Material shown Block Start

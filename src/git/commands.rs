//! Git command wrappers using [`tokio::process::Command`].
//!
//! Every function in this module shells out to the configured `git` binary
//! and collects its output.  Long-lived protocol helpers are not spawned
//! here; see [`super::process`].

use std::collections::BTreeMap;
use std::path::Path;
use std::process::Stdio;

use anyhow::{bail, Context, Result};
use tokio::process::Command;
use tracing::{debug, instrument};

// ---------------------------------------------------------------------------
// Version
// ---------------------------------------------------------------------------

/// Run `git --version`, returning the reported version line.
///
/// Used at startup to fail early when git is not installed.
#[instrument(fields(git = %git.display()))]
pub async fn git_version(git: &Path) -> Result<String> {
    let output = Command::new(git)
        .arg("--version")
        .stdin(Stdio::null())
        .stdout(Stdio::piped())
        .stderr(Stdio::piped())
        .output()
        .await
        .with_context(|| format!("failed to run {} --version", git.display()))?;

    if !output.status.success() {
        let stderr = String::from_utf8_lossy(&output.stderr);
        bail!(
            "git --version failed (status {}): {}",
            output.status,
            stderr.trim(),
        );
    }

    Ok(String::from_utf8_lossy(&output.stdout).trim().to_string())
}

// ---------------------------------------------------------------------------
// Clone
// ---------------------------------------------------------------------------

/// Run `git clone --mirror <url> <dest>`.
///
/// `dest` becomes a bare repository carrying every ref of the remote.
#[instrument(fields(%url, dest = %dest.display()))]
pub async fn git_clone_mirror(git: &Path, url: &str, dest: &Path) -> Result<()> {
    let mut cmd = Command::new(git);
    cmd.arg("clone").arg("--mirror").arg(url).arg(dest);

    cmd.env("GIT_TERMINAL_PROMPT", "0");
    cmd.stdin(Stdio::null());
    cmd.stdout(Stdio::piped());
    cmd.stderr(Stdio::piped());

    debug!("spawning git clone --mirror");

    let output = cmd
        .output()
        .await
        .context("failed to spawn git clone --mirror")?;

    if !output.status.success() {
        let stderr = String::from_utf8_lossy(&output.stderr);
        bail!(
            "git clone --mirror failed (status {}): {}",
            output.status,
            stderr.trim(),
        );
    }

    debug!("git clone --mirror succeeded");
    Ok(())
}

// ---------------------------------------------------------------------------
// for-each-ref
// ---------------------------------------------------------------------------

/// Run `git for-each-ref` in a repository and return a map of
/// `ref_name -> object_id`.
///
/// Uses the format `%(objectname) %(refname)` so each output line is
/// `<oid> <refname>`.
#[instrument(fields(repo = %repo_path.display()))]
pub async fn git_for_each_ref(git: &Path, repo_path: &Path) -> Result<BTreeMap<String, String>> {
    let mut cmd = Command::new(git);
    cmd.arg("--git-dir")
        .arg(repo_path)
        .arg("for-each-ref")
        .arg("--format=%(objectname) %(refname)");

    cmd.stdin(Stdio::null());
    cmd.stdout(Stdio::piped());
    cmd.stderr(Stdio::piped());

    let output = cmd
        .output()
        .await
        .context("failed to spawn git for-each-ref")?;

    if !output.status.success() {
        let stderr = String::from_utf8_lossy(&output.stderr);
        bail!(
            "git for-each-ref failed (status {}): {}",
            output.status,
            stderr.trim(),
        );
    }

    let refs = parse_ref_listing(&String::from_utf8_lossy(&output.stdout));
    debug!(ref_count = refs.len(), "git for-each-ref complete");
    Ok(refs)
}

fn parse_ref_listing(stdout: &str) -> BTreeMap<String, String> {
    stdout
        .lines()
        .map(str::trim)
        .filter(|line| !line.is_empty())
        .filter_map(|line| line.split_once(' '))
        .map(|(oid, refname)| (refname.trim().to_string(), oid.trim().to_string()))
        .collect()
}

// ---------------------------------------------------------------------------
// Tests
// ---------------------------------------------------------------------------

Material shown Block End

Your goal ▸ Print all of the data exactly as it was given.

Exercise solution ▸
filename src/git/commands.rs
//! Git command wrappers using [`tokio::process::Command`].
//!
//! Every function in this module shells out to the configured `git` binary
//! and collects its output.  Long-lived protocol helpers are not spawned
//! here; see [`super::process`].

use std::collections::BTreeMap;
use std::path::Path;
use std::process::Stdio;

use anyhow::{bail, Context, Result};
use tokio::process::Command;
use tracing::{debug, instrument};

// ---------------------------------------------------------------------------
// Version
// ---------------------------------------------------------------------------

/// Run `git --version`, returning the reported version line.
///
/// Used at startup to fail early when git is not installed.
#[instrument(fields(git = %git.display()))]
pub async fn git_version(git: &Path) -> Result<String> {
    let output = Command::new(git)
        .arg("--version")
        .stdin(Stdio::null())
        .stdout(Stdio::piped())
        .stderr(Stdio::piped())
        .output()
        .await
        .with_context(|| format!("failed to run {} --version", git.display()))?;

    if !output.status.success() {
        let stderr = String::from_utf8_lossy(&output.stderr);
        bail!(
            "git --version failed (status {}): {}",
            output.status,
            stderr.trim(),
        );
    }

    Ok(String::from_utf8_lossy(&output.stdout).trim().to_string())
}

// ---------------------------------------------------------------------------
// Clone
// ---------------------------------------------------------------------------

/// Run `git clone --mirror <url> <dest>`.
///
/// `dest` becomes a bare repository carrying every ref of the remote.
#[instrument(fields(%url, dest = %dest.display()))]
pub async fn git_clone_mirror(git: &Path, url: &str, dest: &Path) -> Result<()> {
    let mut cmd = Command::new(git);
    cmd.arg("clone").arg("--mirror").arg(url).arg(dest);

    cmd.env("GIT_TERMINAL_PROMPT", "0");
    cmd.stdin(Stdio::null());
    cmd.stdout(Stdio::piped());
    cmd.stderr(Stdio::piped());

    debug!("spawning git clone --mirror");

    let output = cmd
        .output()
        .await
        .context("failed to spawn git clone --mirror")?;

    if !output.status.success() {
        let stderr = String::from_utf8_lossy(&output.stderr);
        bail!(
            "git clone --mirror failed (status {}): {}",
            output.status,
            stderr.trim(),
        );
    }

    debug!("git clone --mirror succeeded");
    Ok(())
}

// ---------------------------------------------------------------------------
// for-each-ref
// ---------------------------------------------------------------------------

/// Run `git for-each-ref` in a repository and return a map of
/// `ref_name -> object_id`.
///
/// Uses the format `%(objectname) %(refname)` so each output line is
/// `<oid> <refname>`.
#[instrument(fields(repo = %repo_path.display()))]
pub async fn git_for_each_ref(git: &Path, repo_path: &Path) -> Result<BTreeMap<String, String>> {
    let mut cmd = Command::new(git);
    cmd.arg("--git-dir")
        .arg(repo_path)
        .arg("for-each-ref")
        .arg("--format=%(objectname) %(refname)");

    cmd.stdin(Stdio::null());
    cmd.stdout(Stdio::piped());
    cmd.stderr(Stdio::piped());

    let output = cmd
        .output()
        .await
        .context("failed to spawn git for-each-ref")?;

    if !output.status.success() {
        let stderr = String::from_utf8_lossy(&output.stderr);
        bail!(
            "git for-each-ref failed (status {}): {}",
            output.status,
            stderr.trim(),
        );
    }

    let refs = parse_ref_listing(&String::from_utf8_lossy(&output.stdout));
    debug!(ref_count = refs.len(), "git for-each-ref complete");
    Ok(refs)
}

fn parse_ref_listing(stdout: &str) -> BTreeMap<String, String> {
    stdout
        .lines()
        .map(str::trim)
        .filter(|line| !line.is_empty())
        .filter_map(|line| line.split_once(' '))
        .map(|(oid, refname)| (refname.trim().to_string(), oid.trim().to_string()))
        .collect()
}

// ---------------------------------------------------------------------------
// Tests
// ---------------------------------------------------------------------------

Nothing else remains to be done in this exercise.